Figure 6. PDL1 Induction of Th1 Cell Plasticity Associates with STAT1 Inactivation.

(a) Working model for Th1 cell plasticity: (1) PDL1/PD1 interactions recruit SHP1/2; (2) SHP1/2 inactivates STAT1, thereby abrogating IFN-mediated maintenance of TBET; (3) STAT1 inhibits FOXP3. (b) To investigate aspects of this model, Th1 cells were restimulated in the presence of IFN-γ or IL-6 for 30 min prior to phosphoflow cytometry.

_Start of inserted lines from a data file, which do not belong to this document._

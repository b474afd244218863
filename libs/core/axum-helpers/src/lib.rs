//! # Axum Helpers
//!
//! Utilities and middleware shared by Axum-based services.
//!
//! ## Modules
//!
//! - **[`server`]**: Router/server setup, health checks, graceful shutdown
//! - **[`http`]**: HTTP middleware (CORS, security headers)
//! - **[`errors`]**: Structured error responses and fallback handlers
//!
//! ## Quick Start
//!
//! ```ignore
//! use axum::Router;
//! use axum_helpers::server::{create_app, create_router, health_router};
//! use core_config::{app_info, server::ServerConfig};
//! use utoipa::OpenApi;
//!
//! #[derive(OpenApi)]
//! #[openapi(paths())]
//! struct ApiDoc;
//!
//! #[tokio::main]
//! async fn main() -> Result<(), Box<dyn std::error::Error>> {
//!     let api_routes = Router::new(); // Add your routes
//!     let router = create_router::<ApiDoc>(api_routes).await?;
//!     let app = router.merge(health_router(app_info!()));
//!
//!     create_app(app, &ServerConfig::default()).await?;
//!     Ok(())
//! }
//! ```

pub mod errors;
pub mod http;
pub mod server;

// Re-export server types
pub use server::{
    HealthCheckFuture, HealthResponse, ShutdownCoordinator, close_postgres, create_app,
    create_production_app, create_router, health_router, run_health_checks, shutdown_signal,
};

// Re-export HTTP middleware
pub use http::{create_cors_layer, security_headers};

// Re-export error types
pub use errors::ErrorResponse;
use std::path::PathBuf;

use pavemeasure::ExportFormat;

/// Boundary measurement CLI
#[derive(clap::Parser, Debug)]
#[command(name = "pavemeasure", version, about, propagate_version = true)]
pub struct Cli {
    /// Increase output verbosity (-v, -vv)
    #[arg(short, long, action = clap::ArgAction::Count, global = true)]
    pub verbose: u8,

    /// JSON configuration file
    #[arg(long, global = true, value_hint = clap::ValueHint::FilePath)]
    pub config: Option<PathBuf>,

    /// Directory holding stored boundaries
    #[arg(long, global = true, default_value = ".pavemeasure", value_hint = clap::ValueHint::DirPath)]
    pub store_dir: PathBuf,

    #[command(subcommand)]
    pub command: Commands,
}

#[derive(clap::Subcommand, Debug)]
pub enum Commands {
    /// Validate a drawn boundary without storing it
    Validate(ValidateArgs),

    /// Validate, compress, score and store a boundary
    Store(StoreArgs),

    /// Print a stored boundary
    Retrieve(RetrieveArgs),

    /// Export a stored boundary as JSON, GeoJSON or CSV
    Export(ExportArgs),

    /// Import a boundary file and store it
    Import(ImportArgs),

    /// Delete a stored boundary
    Remove(RemoveArgs),

    /// List stored tool types
    List,
}

#[derive(clap::Args, Debug)]
pub struct ValidateArgs {
    /// JSON input: `{"coordinates": [...]}` or a bare array of `{lat, lng}`
    #[arg(value_hint = clap::ValueHint::FilePath)]
    pub input: PathBuf,
}

#[derive(clap::Args, Debug)]
pub struct StoreArgs {
    /// Measurement tool the boundary belongs to, e.g. driveway
    pub tool: String,

    /// JSON input: `{"coordinates": [...]}` or a bare array of `{lat, lng}`
    #[arg(value_hint = clap::ValueHint::FilePath)]
    pub input: PathBuf,
}

#[derive(clap::Args, Debug)]
pub struct RetrieveArgs {
    pub tool: String,

    /// Re-run validation and scoring on the stored coordinates
    #[arg(long)]
    pub revalidate: bool,
}

#[derive(Copy, Clone, Eq, PartialEq, Debug, clap::ValueEnum)]
pub enum FormatArg { Json, Geojson, Csv }

impl From<FormatArg> for ExportFormat {
    fn from(format: FormatArg) -> Self {
        match format {
            FormatArg::Json => ExportFormat::Json,
            FormatArg::Geojson => ExportFormat::GeoJson,
            FormatArg::Csv => ExportFormat::Csv,
        }
    }
}

#[derive(clap::Args, Debug)]
pub struct ExportArgs {
    pub tool: String,

    #[arg(short, long, value_enum)]
    pub format: FormatArg,

    /// Output file; the export is printed to stdout when omitted
    #[arg(short, long, value_hint = clap::ValueHint::FilePath)]
    pub output: Option<PathBuf>,

    /// Overwrite if the file exists
    #[arg(long)]
    pub force: bool,
}

#[derive(clap::Args, Debug)]
pub struct ImportArgs {
    pub tool: String,

    /// File to import
    #[arg(value_hint = clap::ValueHint::FilePath)]
    pub file: PathBuf,

    /// Input format, inferred from the file extension when omitted
    #[arg(short, long, value_enum)]
    pub format: Option<FormatArg>,
}

#[derive(clap::Args, Debug)]
pub struct RemoveArgs {
    pub tool: String,
}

Representative examples shown are Th1 cells without additional cytokine addition either alone or with PDL1-coated beads; Th1 cells plus a STAT1 activating cytokine (IFN-γ) alone or with PDL1-coated beads; and Th1 cells plus a STAT3 activating cytokine (IL-6) alone or with PDL1-coated beads. (c) Nuclear lysates of Th1 cells were obtained (n=5 donors) and subjected to an ELISA-based STAT activation assay. STAT1 activation was evaluated in the presence of PDL1 (top left panel) or PDL1 plus the SHP1/2 inhibitor NSC87877 (top right panel); STAT3 activation was evaluated in the presence of PDL1 (bottom left panel) or PDL1 plus NSC87877 (bottom right panel). (d) Th1 cells were evaluated for TBET expression in the presence or absence of PDL1. (e) Th1 cells were evaluated for demethylation status of the FOXP3 TSDR locus. (For each panel: * indicates p ≤ 0.05, ** indicates p ≤ 0.005, *** indicates p ≤ 0.0005).